Salzwedel (dpa) l Wegen sinkender Wasserstände dürfen die Gewässer im Altmarkkreis Salzwedel ab Mitte Juli nicht mehr angezapft werden. Das habe der Landkreis als untere Wasserbehörde entschieden, wie die Verwaltung am Donnerstag mitteilte. Das Verbot gelte zunächst für eine unbestimmte Zeit, sagte eine Sprecherin des Landkreises. Ab dem 11. Juli sei es nicht mehr erlaubt, aus Bächen, Flüssen oder anderen oberirdischen Gewässern das kühle Nass zu holen.

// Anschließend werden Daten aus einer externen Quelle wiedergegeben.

//! CLI entry point for the route survey pipeline.
//!
//! Loads the survey CSV and the area and bus-line GeoJSON files, then runs
//! one of the subcommands: a load summary, a filter query, area statistics,
//! the line catalog, or the JSON-lines action loop used by the agent.

use anyhow::{Context, Result};
use clap::{Args, Parser, Subcommand};
use route_survey::{
    actions::{dispatch, parse_action},
    district::SHANGHAI_DISTRICTS,
    fetch::{BasicClient, read_source_text},
    filter::FilterCriteria,
    lines::{LineCatalog, LineInfo},
    loader::load_respondents,
    output::{append_town_stats, print_json, print_pretty},
    parser::ParseMode,
    scoring::summarize,
    session::{RespondentSummary, SurveySession},
    spatial::{AreaCollection, DEFAULT_ATTITUDE_THRESHOLD, TownStatsReport},
};
use std::ffi::OsStr;
use std::path::Path;
use tokio::io::{AsyncBufReadExt, AsyncWriteExt, BufReader};
use tracing::{info, warn};
use tracing_subscriber::{
    EnvFilter, Layer,
    fmt::{self, format::FmtSpan},
    layer::SubscriberExt,
    util::SubscriberInitExt,
};

#[derive(Parser)]
#[command(name = "route_survey")]
#[command(about = "Explore the bus-route adjustment survey", long_about = None)]
struct Cli {
    /// Survey CSV path or URL [env: SURVEY_CSV]
    #[arg(long, global = true)]
    survey: Option<String>,

    /// Administrative-area GeoJSON path or URL [env: TOWNS_GEOJSON]
    #[arg(long, global = true)]
    towns: Option<String>,

    /// Bus-line GeoJSON path or URL [env: BUSLINE_GEOJSON]
    #[arg(long, global = true)]
    lines: Option<String>,

    /// How CSV lines are split into fields
    #[arg(long, global = true, default_value = "strict")]
    parse_mode: ParseMode,

    #[command(subcommand)]
    command: Commands,
}

#[derive(Subcommand)]
enum Commands {
    /// Load the survey and report how many rows were kept
    Load,
    /// Print the respondents matching every given criterion
    Filter(FilterArgs),
    /// Count respondents per administrative area
    TownStats {
        /// Attitude score below which a respondent counts as low-attitude
        #[arg(short, long, default_value_t = DEFAULT_ATTITUDE_THRESHOLD)]
        threshold: f64,

        /// Only aggregate respondents matching these criteria
        #[command(flatten)]
        filter: FilterArgs,

        /// CSV file to append per-area rows to
        #[arg(short, long)]
        output: Option<String>,
    },
    /// List the bus lines in the line catalog
    Lines {
        /// Only show directions of this route (e.g. "浦东59路")
        #[arg(short, long)]
        bus_name: Option<String>,
    },
    /// Answer JSON action requests read line by line from stdin
    Serve,
}

#[derive(Args, Debug, Default)]
struct FilterArgs {
    #[arg(long)]
    occupation: Option<String>,
    /// 男 or 女
    #[arg(long)]
    gender: Option<String>,
    /// e.g. "18-25", "50-" or "50以上"
    #[arg(long)]
    age_range: Option<String>,
    #[arg(long)]
    min_attitude: Option<f64>,
    #[arg(long)]
    max_attitude: Option<f64>,
    #[arg(long)]
    min_intention: Option<f64>,
    #[arg(long)]
    max_intention: Option<f64>,
    #[arg(long)]
    awareness: Option<String>,
    #[arg(long)]
    plan_to_use: Option<String>,
    #[arg(long)]
    commute_change: Option<String>,
    #[arg(long)]
    residence_district: Option<String>,
    #[arg(long)]
    work_district: Option<String>,
}

impl From<FilterArgs> for FilterCriteria {
    fn from(args: FilterArgs) -> Self {
        FilterCriteria {
            occupation: args.occupation,
            gender: args.gender,
            age_range: args.age_range,
            min_attitude_score: args.min_attitude,
            max_attitude_score: args.max_attitude,
            min_behavioral_intention_score: args.min_intention,
            max_behavioral_intention_score: args.max_intention,
            awareness_of_route_adjustment: args.awareness,
            plan_to_use_adjusted_route: args.plan_to_use,
            commute_change: args.commute_change,
            residence_district: args.residence_district,
            work_district: args.work_district,
            reset_filter: None,
        }
    }
}

/// Resolved data sources: flag, then environment, then the bundled default.
struct Sources {
    survey: String,
    towns: String,
    lines: String,
}

impl Sources {
    fn resolve(cli: &Cli) -> Self {
        let pick = |flag: &Option<String>, var: &str, default: &str| {
            flag.clone()
                .or_else(|| std::env::var(var).ok())
                .unwrap_or_else(|| default.to_string())
        };
        Sources {
            survey: pick(&cli.survey, "SURVEY_CSV", "data/llm_data.csv"),
            towns: pick(&cli.towns, "TOWNS_GEOJSON", "data/towns.geojson"),
            lines: pick(&cli.lines, "BUSLINE_GEOJSON", "data/busline.json"),
        }
    }
}

#[tokio::main]
async fn main() -> Result<()> {
    dotenvy::dotenv().ok(); // Load .env file

    // Logging setup: colored stderr + JSON rolling log file
    let log_file_path =
        std::env::var("LOG_FILE_PATH").unwrap_or_else(|_| "logs/route_survey.log".to_string());
    let log_dir = Path::new(&log_file_path)
        .parent()
        .unwrap_or(Path::new("logs"));
    let log_file_name = Path::new(&log_file_path)
        .file_name()
        .unwrap_or(OsStr::new("route_survey.log"));

    let file_appender = tracing_appender::rolling::daily(log_dir, log_file_name);
    let (non_blocking_file, _file_guard) = tracing_appender::non_blocking(file_appender);

    let stderr_layer = fmt::layer()
        .with_target(true)
        .with_span_events(FmtSpan::CLOSE)
        .with_ansi(true)
        .with_writer(std::io::stderr)
        .with_filter(EnvFilter::from_env("RUST_LOG").add_directive("info".parse()?));

    let json_layer = fmt::layer()
        .json()
        .with_current_span(true)
        .with_span_list(true)
        .with_writer(non_blocking_file)
        .with_filter(EnvFilter::from_env("RUST_LOG_JSON").add_directive("debug".parse()?));

    tracing_subscriber::registry()
        .with(stderr_layer)
        .with(json_layer)
        .init();

    let cli = Cli::parse();
    let sources = Sources::resolve(&cli);
    let client = BasicClient::new()?;

    match cli.command {
        Commands::Load => {
            let session = load_session(&client, &sources.survey, cli.parse_mode).await?;
            let respondents = session.original();

            for district in SHANGHAI_DISTRICTS {
                let residents = respondents
                    .iter()
                    .filter(|r| r.profile.residence_district == district)
                    .count();
                if residents > 0 {
                    info!(district, residents, "Residence district");
                }
            }
            let unclassified = respondents
                .iter()
                .filter(|r| r.profile.residence_district.is_empty())
                .count();

            for summary in summarize(respondents.iter().map(|r| &r.survey)) {
                info!(
                    dimension = ?summary.dimension,
                    answered = summary.answered,
                    mean = summary.mean,
                    "Dimension score"
                );
            }

            info!(
                respondents = respondents.len(),
                columns = session.header().columns().len(),
                unclassified,
                "Survey summary"
            );
        }
        Commands::Filter(args) => {
            let mut session = load_session(&client, &sources.survey, cli.parse_mode).await?;
            session.apply_filter(&args.into());

            let matches: Vec<RespondentSummary> = session.view().map(RespondentSummary::new).collect();
            print_json(&matches)?;
        }
        Commands::TownStats {
            threshold,
            filter,
            output,
        } => {
            let mut session = load_session(&client, &sources.survey, cli.parse_mode).await?;
            let areas = load_areas(&client, &sources.towns).await?;

            session.apply_filter(&filter.into());
            let report = session.town_stats(&areas, threshold);

            info!(
                respondents = report.respondents,
                unassigned = report.unassigned,
                most_users = TownStatsReport::label(&report.most_users),
                most_low_attitude = TownStatsReport::label(&report.most_low_attitude),
                most_commute_change = TownStatsReport::label(&report.most_commute_change),
                "Town stats"
            );
            print_pretty(&report);
            print_json(&report)?;

            if let Some(path) = output {
                append_town_stats(&path, &report)?;
                info!(path, rows = report.areas.len(), "Area rows appended");
            }
        }
        Commands::Lines { bus_name } => {
            let catalog = load_lines(&client, &sources.lines).await?;

            let bus_name = bus_name.unwrap_or_else(|| LineInfo::survey_default().bus_name);
            let mut shown = 0;
            for line in catalog.by_bus_name(&bus_name) {
                shown += 1;
                info!(
                    layer = %line.info.layer,
                    from = %line.info.start_station,
                    to = %line.info.end_station,
                    recorded_m = line.info.length,
                    measured_m = line.measured_length(),
                    segments = line.paths.len(),
                    "Line"
                );
            }
            info!(bus_name, shown, total = catalog.len(), "Line catalog");
        }
        Commands::Serve => {
            let session = load_session(&client, &sources.survey, cli.parse_mode).await?;
            let areas = load_areas(&client, &sources.towns).await?;
            let lines = load_lines(&client, &sources.lines).await?;
            serve(session, &areas, &lines).await?;
        }
    }

    Ok(())
}

/// Loads the survey into a session. A CSV the loader rejects yields an
/// empty session; an unreadable source is an error.
async fn load_session(client: &BasicClient, source: &str, mode: ParseMode) -> Result<SurveySession> {
    let text = read_source_text(client, source).await?;
    Ok(SurveySession::from_load(load_respondents(&text, mode)))
}

async fn load_areas(client: &BasicClient, source: &str) -> Result<AreaCollection> {
    let text = read_source_text(client, source).await?;
    let areas = AreaCollection::from_geojson_str(&text)
        .with_context(|| format!("failed to decode {source}"))?;
    info!(areas = areas.len(), "Administrative areas loaded");
    Ok(areas)
}

async fn load_lines(client: &BasicClient, source: &str) -> Result<LineCatalog> {
    let text = read_source_text(client, source).await?;
    let catalog = LineCatalog::from_geojson_str(&text)
        .with_context(|| format!("failed to decode {source}"))?;
    info!(lines = catalog.len(), "Bus-line catalog loaded");
    Ok(catalog)
}

/// Reads one JSON action per stdin line and writes one JSON outcome per
/// stdout line. Malformed requests get an `{"error": ...}` reply.
#[tracing::instrument(skip_all, fields(respondents = session.original().len()))]
async fn serve(
    mut session: SurveySession,
    areas: &AreaCollection,
    lines: &LineCatalog,
) -> Result<()> {
    let mut requests = BufReader::new(tokio::io::stdin()).lines();
    let mut stdout = tokio::io::stdout();
    let mut handled = 0usize;

    info!("Waiting for action requests on stdin");
    while let Some(request) = requests.next_line().await? {
        if request.trim().is_empty() {
            continue;
        }

        let reply = match parse_action(&request) {
            Ok(action) => serde_json::to_string(&dispatch(&mut session, areas, lines, &action))?,
            Err(e) => {
                warn!(error = %e, "Rejected action request");
                serde_json::json!({ "error": e.to_string() }).to_string()
            }
        };

        stdout.write_all(reply.as_bytes()).await?;
        stdout.write_all(b"\n").await?;
        stdout.flush().await?;
        handled += 1;
    }

    info!(handled, "Input closed, stopping");
    Ok(())
}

Viele kleinere Gewässer in der Region seien bereits ausgetrocknet, so die Sprecherin. Das könne gefährliche Auswirkungen auf die Natur haben. Pflanzen und Tiere – wie etwa die Bachmuschel – seien bedroht, hieß es. Derzeit liege der Grundwasserstand in der Region rund 50 Zentimeter unter dem langjährigen Mittel. Der größte natürliche See im Land – der Arendsee – sei 35 Zentimeter flacher als üblich. Das bedeute, dass rund 1,8 Millionen Kubikmeter Wasser fehlten. Grund für die tiefen Wasserstände sind mehrere, längere Trockenperioden seit dem vergangenen Jahr.